Clueless College Grad Learns a Lesson: Women Earn Less Than Men
It was the 70s. Things were different then.
I was a college graduate, and I was learning a lot about the job market as I was trying to get my start in the world of business. For example, on my very first interview, I learned my college degree didn’t matter. My GPA didn’t matter. All those semesters I’d worked so hard to be on the Dean’s List didn’t matter. All that mattered was my typing skills. I learned that there were some jobs that didn’t require typing – but they were only for men.
The lady at the staffing firm said she would call if there was a job for me. I waited. She didn’t call. I called on ads for management trainee jobs, but all they wanted to know was, “How fast do you type?”
Finally, the phone rang. It was the lady from the staffing firm and she was chirpy. “I have a job for you! Mr. Adams, the manager of an upscale gift and stationary store is looking for a manager trainee. I told him about you and he wants to meet you today.”
“And I don’t have to type?”
She laughed sweetly. “No typing. I told him how pretty and stylish you are.”
“Did you tell him that I have a liberal arts degree and also studied art?”
“Yes. His customers are professional business people, and he needs a person who’s polished, one they can relate to.”
“It’s retail? A cashier job?” I asked, remembering the two days I’d worked in a grocery store during high school, and had lines backed up to the meat department because I couldn’t catch on to the cash register. “But I really don’t want a job in retail.”

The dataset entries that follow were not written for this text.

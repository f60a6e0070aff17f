use sea_orm::entity::prelude::*;

#[derive(Clone, Debug, PartialEq, DeriveEntityModel)]
#[sea_orm(table_name = "shops")]
pub struct Model {
    #[sea_orm(primary_key)]
    pub id: Uuid,
    pub name: String,
    pub owner_id: Uuid,
    pub qr_code_url: Option<String>,
    pub created_at: DateTimeWithTimeZone,
}

#[derive(Copy, Clone, Debug, EnumIter, DeriveRelation)]
pub enum Relation {
    #[sea_orm(
        belongs_to = "super::users::Entity",
        from = "Column::OwnerId",
        to = "super::users::Column::Id"
    )]
    Users,
    #[sea_orm(has_many = "super::orders::Entity")]
    Orders,
}

impl Related<super::users::Entity> for Entity {
    fn to() -> RelationDef {
        Relation::Users.def()
    }
}

impl Related<super::orders::Entity> for Entity {
    fn to() -> RelationDef {
        Relation::Orders.def()
    }
}

impl ActiveModelBehavior for ActiveModel {}
use utoipa::{
    Modify, OpenApi,
    openapi::{
        self,
        OpenApi as OpenApiSpec,
        security::{HttpAuthScheme, HttpBuilder, SecurityScheme},
    },
};
use utoipa_scalar::{Scalar, Servable};

use crate::{
    dto::{
        orders::{ClearArchivedRequest, ClearedArchived, OrderBoard, OrderList, UpdateOrderStatusRequest},
        shops::{CreateShopRequest, QrImage, ShopList},
        uploads::{PublicShop, UploadReceipt},
    },
    lifecycle::OrderStatus,
    models::{FileRecord, Order, Shop, User},
    response::{ApiResponse, Meta},
    routes::{auth, events, health, orders, params, shops, uploads},
    sync::{DashboardSnapshot, ShopOrderCount},
};

struct SecurityAddon;

impl Modify for SecurityAddon {
    fn modify(&self, openapi: &mut openapi::OpenApi) {
        let components = openapi.components.get_or_insert_with(Default::default);
        components.add_security_scheme(
            "bearer_auth",
            SecurityScheme::Http(
                HttpBuilder::new()
                    .scheme(HttpAuthScheme::Bearer)
                    .bearer_format("JWT")
                    .build(),
            ),
        );
    }
}

#[derive(OpenApi)]
#[openapi(
    paths(
        health::health_check,
        auth::login,
        auth::register,
        shops::list_shops,
        shops::create_shop,
        shops::design_qr,
        orders::list_orders,
        orders::board,
        orders::update_status,
        orders::delete_order,
        orders::clear_archived,
        uploads::shop_info,
        uploads::upload_files,
        events::dashboard_events,
    ),
    components(
        schemas(
            User,
            Shop,
            Order,
            FileRecord,
            OrderStatus,
            ShopList,
            CreateShopRequest,
            QrImage,
            OrderList,
            OrderBoard,
            UpdateOrderStatusRequest,
            ClearArchivedRequest,
            ClearedArchived,
            PublicShop,
            UploadReceipt,
            DashboardSnapshot,
            ShopOrderCount,
            params::OrderListQuery,
            params::BoardQuery,
            params::QrQuery,
            Meta,
            ApiResponse<Shop>,
            ApiResponse<ShopList>,
            ApiResponse<Order>,
            ApiResponse<OrderList>,
            ApiResponse<OrderBoard>,
            ApiResponse<UploadReceipt>
        )
    ),
    security(
        ("bearer_auth" = [])
    ),
    modifiers(&SecurityAddon),
    tags(
        (name = "Health", description = "Health check endpoint"),
        (name = "Auth", description = "Authentication endpoints"),
        (name = "Shops", description = "Shop and QR code endpoints"),
        (name = "Orders", description = "Order workflow endpoints"),
        (name = "Upload", description = "Anonymous customer upload endpoints"),
        (name = "Events", description = "Live dashboard feed"),
    )
)]
pub struct ApiDoc;

pub fn scalar_docs() -> Scalar<OpenApiSpec> {
    Scalar::with_url("/docs", ApiDoc::openapi())
}
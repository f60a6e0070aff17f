use sea_orm::entity::prelude::*;

#[derive(Clone, Debug, PartialEq, DeriveEntityModel)]
#[sea_orm(table_name = "orders")]
pub struct Model {
    #[sea_orm(primary_key)]
    pub id: Uuid,
    pub shop_id: Uuid,
    pub order_number: String,
    /// Embedded `FileRecord` list, stored as JSONB.
    pub files: Json,
    pub status: String,
    pub deleted: bool,
    pub completed_at: Option<DateTimeWithTimeZone>,
    pub created_at: DateTimeWithTimeZone,
}

#[derive(Copy, Clone, Debug, EnumIter, DeriveRelation)]
pub enum Relation {
    #[sea_orm(
        belongs_to = "super::shops::Entity",
        from = "Column::ShopId",
        to = "super::shops::Column::Id"
    )]
    Shops,
}

impl Related<super::shops::Entity> for Entity {
    fn to() -> RelationDef {
        Relation::Shops.def()
    }
}

impl ActiveModelBehavior for ActiveModel {}
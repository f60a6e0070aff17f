use serde::{Deserialize, Serialize};
use utoipa::ToSchema;
use uuid::Uuid;

use crate::lifecycle::OrderStatus;
use crate::models::Order;

#[derive(Debug, Serialize, ToSchema)]
pub struct OrderList {
    pub items: Vec<Order>,
}

/// Kanban variant: four independent status buckets.
#[derive(Debug, Serialize, ToSchema)]
pub struct OrderBoard {
    pub pending: Vec<Order>,
    pub processing: Vec<Order>,
    pub completed: Vec<Order>,
    pub archived: Vec<Order>,
}

#[derive(Debug, Deserialize, ToSchema)]
pub struct UpdateOrderStatusRequest {
    pub status: OrderStatus,
}

#[derive(Debug, Deserialize, ToSchema)]
pub struct ClearArchivedRequest {
    /// Restrict the clear to one shop; `None` clears across all owned shops.
    pub shop_id: Option<Uuid>,
}

#[derive(Debug, Serialize, ToSchema)]
pub struct ClearedArchived {
    pub cleared: u64,
}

“Yes, but, Sweetie, there’s just not much else for you unless you learn to type.”
(I had already borrowed a typewriter and tried to learn. I lacked both eye-hand coordination and patience, so I’d type five words and make an error. In case you’ve never seen one, I can tell you typewriters are mean, unforgiving machines. One mistake and you had to start all over – just like the cash register.)
“Anyway, this is more than ringing up purchases. You’ll get to use your creativity and arrange the gift displays.”
“Aren’t there any manager trainee jobs in offices?”
“Yes, but they are all looking to hire men.”
“The fee? Will the company pay it?”
“No, you’ll have to pay the fee.”
I sighed and said okay. She told me an address. It was on the 4000 block of Massachusetts Avenue.
First I had to find the place (there was no SIRI then). I’d only been in the area for two weeks, living in Maryland, but luckily, I knew where Massachusetts Avenue was. It was in downtown Washington. I took 16th Street to K Street, Connecticut Avenue to DuPont Circle, went around it, and got off on Massachusetts, which I took all the way back to Maryland. I made a twenty-minute drive just over an hour. Not bad.
I went in, doubtful, but it was nicer than a grocery store, and Mr. Adams was nice to me. He even asked about my degree. I started feeling a little better. I would be responsible for arranging the displays, and helping customers choose the right stationary and gifts. After about thirty minutes, he surprised me by offering me the job. But I still didn’t want retail – until he told me my salary. I’d earn one hundred and thirty-five dollars a week (that equates to over forty-six thousand dollars a year today). Wow! I accepted.
Mr. Adams gave me my application and told me to take it to the company’s human resources manager to finish my paperwork. I would start Monday.
The human resources department was in the back of a basement in their main store. I walked through dark and dusty rows of racks filled with boxes. It was creepy, but I was up because I had a job and a great salary.
There was no door on the office, so I could see a woman standing at a file cabinet. She was tall with a square build and the biggest shoulders I’d ever seen on a woman. Her heavy brown suit looked almost military, but without any medals or ribbons. She was scary.
I thought she must have heard me coming, but she didn’t look up, so I knocked on the wall. She turned and glared at me as if she wanted to eat me alive, but I didn’t run away. I handed her my application, which she tossed onto her cluttered desk without looking at it. She spoke in a clipped voice that completed the military image.

“Mr. Adams said he thinks I should hire you. Have you ever worked in an office supply store before?”
“No.” I almost said, “No, Ma’am.”
“Have you even worked in retail?”
“No.” (I decided she didn’t mean the two days in the grocery store.) “Well,” she said, “why should I hire you?”
“Mr. Adams already hired me. He told me to start Monday.”
“Then I suppose there’s nothing for me to do, is there?” she snarled. “Fine. You start Monday at one hundred dollars a week.”
“I thought I’d make a hundred thirty-five.”
“No you won’t. You’ll make one hundred! If you were a man, you would get one thirty-five.”
“Is this the same job? The manager trainee?”
“That’s the job.”
“May I ask you a question? Why won’t I make one thirty-five?”
She enunciated her words as though explaining a problem to a child, a dumb child. “Because you are a woman!”
“Why does a woman make less?”
She rolled her eyes. “Because men should make more. Men support families. Besides that, a woman has other issues to consider. Look at it this way. What if you are in the storeroom and a box falls off and hits you in the chest?”

I left without a job, but I had learned another lesson. Men were paid more money than women, because they were men.
Sadly, women are still learning that lesson today.